Tuesday, November 14, 2006

Seen It Before?


I've gone back several times to re-read this post on The Online Photographer.

In it, Mike Johnston writes
Once you've seen "enough" photography, then you start to realize that this competence isn't enough. You start to get bored with the obvious. It's not enough for a photographer to do what lots of photographers have already done. New photographers like to make photographs that work by photographing what many photographers have already figured out are things that work as photographs. If ya follow.

Now, part of that I agree with. There are things to be learned from doing imitative work; it's a tradition that's been used in the rest of the art world for a long, long time. I remember reading an interview with a jazz trumpeter (can't remember who, sorry) who offered up the insight that first he learned to play like Louis Armstrong; once he'd done that, he moved on to learning how to play like himself.

But I also think what Mike wrote is a little misleading. If you care about the prints as objects, then clearly going out and buying a contorted pepper and a tin funnel and trying to recreate Pepper #30 is a pointless exercise - Weston went there, did that, and trust me, you're not going to out-Weston Edward Weston.
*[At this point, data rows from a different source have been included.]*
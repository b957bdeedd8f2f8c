//! Deterministic record and playback of scene state.
//!
//! Units capture transforms, hand poses and activation changes tick by tick
//! into a [`core::RecordingStream`]. The [`playback::PlaybackEngine`] loads
//! streams on a background worker, binds their entities to live units and
//! replays them from its own timing thread with pause, scrub and rate control.

pub mod capture;
pub mod core;
pub mod error;
pub mod input;
pub mod playback;
pub mod settings;
pub mod units;

pub use error::{ReplayError, Result};
pub use playback::{PlaybackEngine, PlaybackEvent, PlaybackState};
pub use settings::PlaybackConfig;
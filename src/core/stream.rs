use chrono::{DateTime, Utc};
use serde::{Deserialize, Serialize};
use std::sync::Arc;

use crate::core::record::{EntityKey, EntityRecord, Tick};

/// Result of one recording session
#[derive(Debug, Clone, PartialEq, Serialize, Deserialize)]
pub struct RecordingStream {
    /// Ticks per second
    pub frame_rate: u32,
    /// Total number of ticks in the session
    pub frame_count: Tick,
    /// When the session was stopped
    pub recorded_at: DateTime<Utc>,
    /// Recorded entities, in recording order
    pub entities: Vec<Arc<EntityRecord>>,
}

impl RecordingStream {
    pub fn new(frame_rate: u32, frame_count: Tick, entities: Vec<EntityRecord>) -> Self {
        Self {
            frame_rate,
            frame_count,
            recorded_at: Utc::now(),
            entities: entities.into_iter().map(Arc::new).collect(),
        }
    }

    /// Duration of one tick in seconds
    pub fn tick_interval(&self) -> f64 {
        1.0 / self.frame_rate.max(1) as f64
    }

    /// Length of the stream in seconds
    pub fn duration_secs(&self) -> f64 {
        self.frame_count as f64 * self.tick_interval()
    }

    /// Find the record for an entity identity
    pub fn find(&self, key: &EntityKey) -> Option<&Arc<EntityRecord>> {
        self.entities.iter().find(|e| e.matches(key))
    }

    /// Highest tick referenced by any entity
    pub fn max_tick(&self) -> Tick {
        self.entities.iter().map(|e| e.max_tick()).max().unwrap_or(0)
    }

    pub fn total_frames(&self) -> usize {
        self.entities
            .iter()
            .flat_map(|e| e.parts.iter())
            .map(|p| p.frames.len())
            .sum()
    }

    /// Check structural integrity, returning the first defect found
    pub fn validate(&self) -> Result<(), String> {
        if self.frame_rate == 0 {
            return Err("frame rate must be positive".to_string());
        }

        for entity in &self.entities {
            if entity.descriptor.is_empty() {
                return Err("entity with empty descriptor".to_string());
            }
            for (i, part) in entity.parts.iter().enumerate() {
                if !part.is_strictly_increasing() {
                    return Err(format!(
                        "part {} of {} has frames out of tick order",
                        i,
                        entity.key()
                    ));
                }
            }
            if !entity.status.windows(2).all(|w| w[0].tick < w[1].tick) {
                return Err(format!("status events of {} out of tick order", entity.key()));
            }
        }

        let max_tick = self.max_tick();
        if max_tick > self.frame_count {
            return Err(format!(
                "frame count {} is below the last recorded tick {}",
                self.frame_count, max_tick
            ));
        }

        Ok(())
    }
}
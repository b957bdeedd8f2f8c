pub mod codec;
pub mod loader;

pub use codec::{decode_stream, encode_stream, is_recording, STREAM_MAGIC, STREAM_VERSION};
pub use loader::{decode_batch, LoadFailure, LoadReport, LoadTask, NamedBuffer, StreamLoader};

use std::path::Path;

use crate::core::RecordingStream;
use crate::error::Result;

/// Read a recording file into a buffer named after the file stem
pub fn read_buffer<P: AsRef<Path>>(path: P) -> Result<NamedBuffer> {
    let path = path.as_ref();
    let bytes = std::fs::read(path)?;
    let name = path
        .file_stem()
        .map(|s| s.to_string_lossy().to_string())
        .unwrap_or_else(|| path.to_string_lossy().to_string());
    Ok(NamedBuffer::new(name, bytes))
}

/// Read and decode a single recording file on the calling thread
pub fn load_file<P: AsRef<Path>>(path: P) -> Result<RecordingStream> {
    let buffer = read_buffer(path)?;
    decode_stream(&buffer.name, &buffer.bytes)
}

/// Encode a stream and write it to disk
pub fn write_stream<P: AsRef<Path>>(path: P, stream: &RecordingStream) -> Result<()> {
    std::fs::write(path, encode_stream(stream)?)?;
    Ok(())
}
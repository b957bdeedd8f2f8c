pub mod pose;
pub mod record;
pub mod stream;

pub use pose::{Chirality, FramePayload, HandPose, Quat, TransformSample, Vec3};
pub use record::{EntityKey, EntityRecord, Frame, RecordPart, StatusEvent, Tick};
pub use stream::RecordingStream;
On the other hand, I think it makes sense to observe that Ed Weston did some amazing work by photographing his food before he sat down and ate it, and if the spirit so moves you, I don't see much harm in you (or anyone else) going and doing the same thing. You're unlikely to chart new territory and get your own page in the art history books, but that's unlikely anyway. My point would be that you won't have Ed Weston's experience; you'll have your own special experience - an experience that can't be duplicated by anyone else, no matter how good they are.

In fact, one of the wonders of the whole thing is that you can't have someone else's experience, and they can't have yours.

Mike also writes
Have you seen it before? If you feel strongly like you’ve seen a picture before, chances are that it’s nothing but a genre photograph, a cliche, one step above a pretty postcard.
Stop the bus. I want off. I've looked at a lot of photographs. There are a lot of photographs that are similar. That doesn't make them derivative; I made a photo (the one above, in fact) which is strikingly similar to one made by Richard Garrod. I'd never seen Garrod's photo until about a year after I made mine. The reason my photo and Garrod's have any similarity is because Garrod went to the beach, and he came to some understanding of the spot, and he made his photo. And, independently, I went to a beach, and I came to understand the same thing Garrod had, and I made my photo. Is it a surprise that the photos are similar?

Do your own work, and let the chips fall where they may. If you're doing your own work, don't worry if it looks similar to what someone else has done. Scrupulously avoiding anything that's similar to work you've seen elsewhere is just as destructive to artistic progress as slavishly imitating that work.

1 Comments:

Blogger Jon Conkey said...

In viewing the photo above, I had first conjured "whale bones" buried in the black sand on some foriegn beach. This left a very strong impression on me.

As a painter, I am ignorant of Garrod's similar piece, so these similarities mean nothing to me; I am left only to enjoy the one before my eyes. Even then, In my confusion I didn't know what I was looking at...I had already created a fantasy to fit the mystery before my eyes.

I can easily see why two or more people could easily be drawn to such a unique subject; it is "natures offering" to those who see it.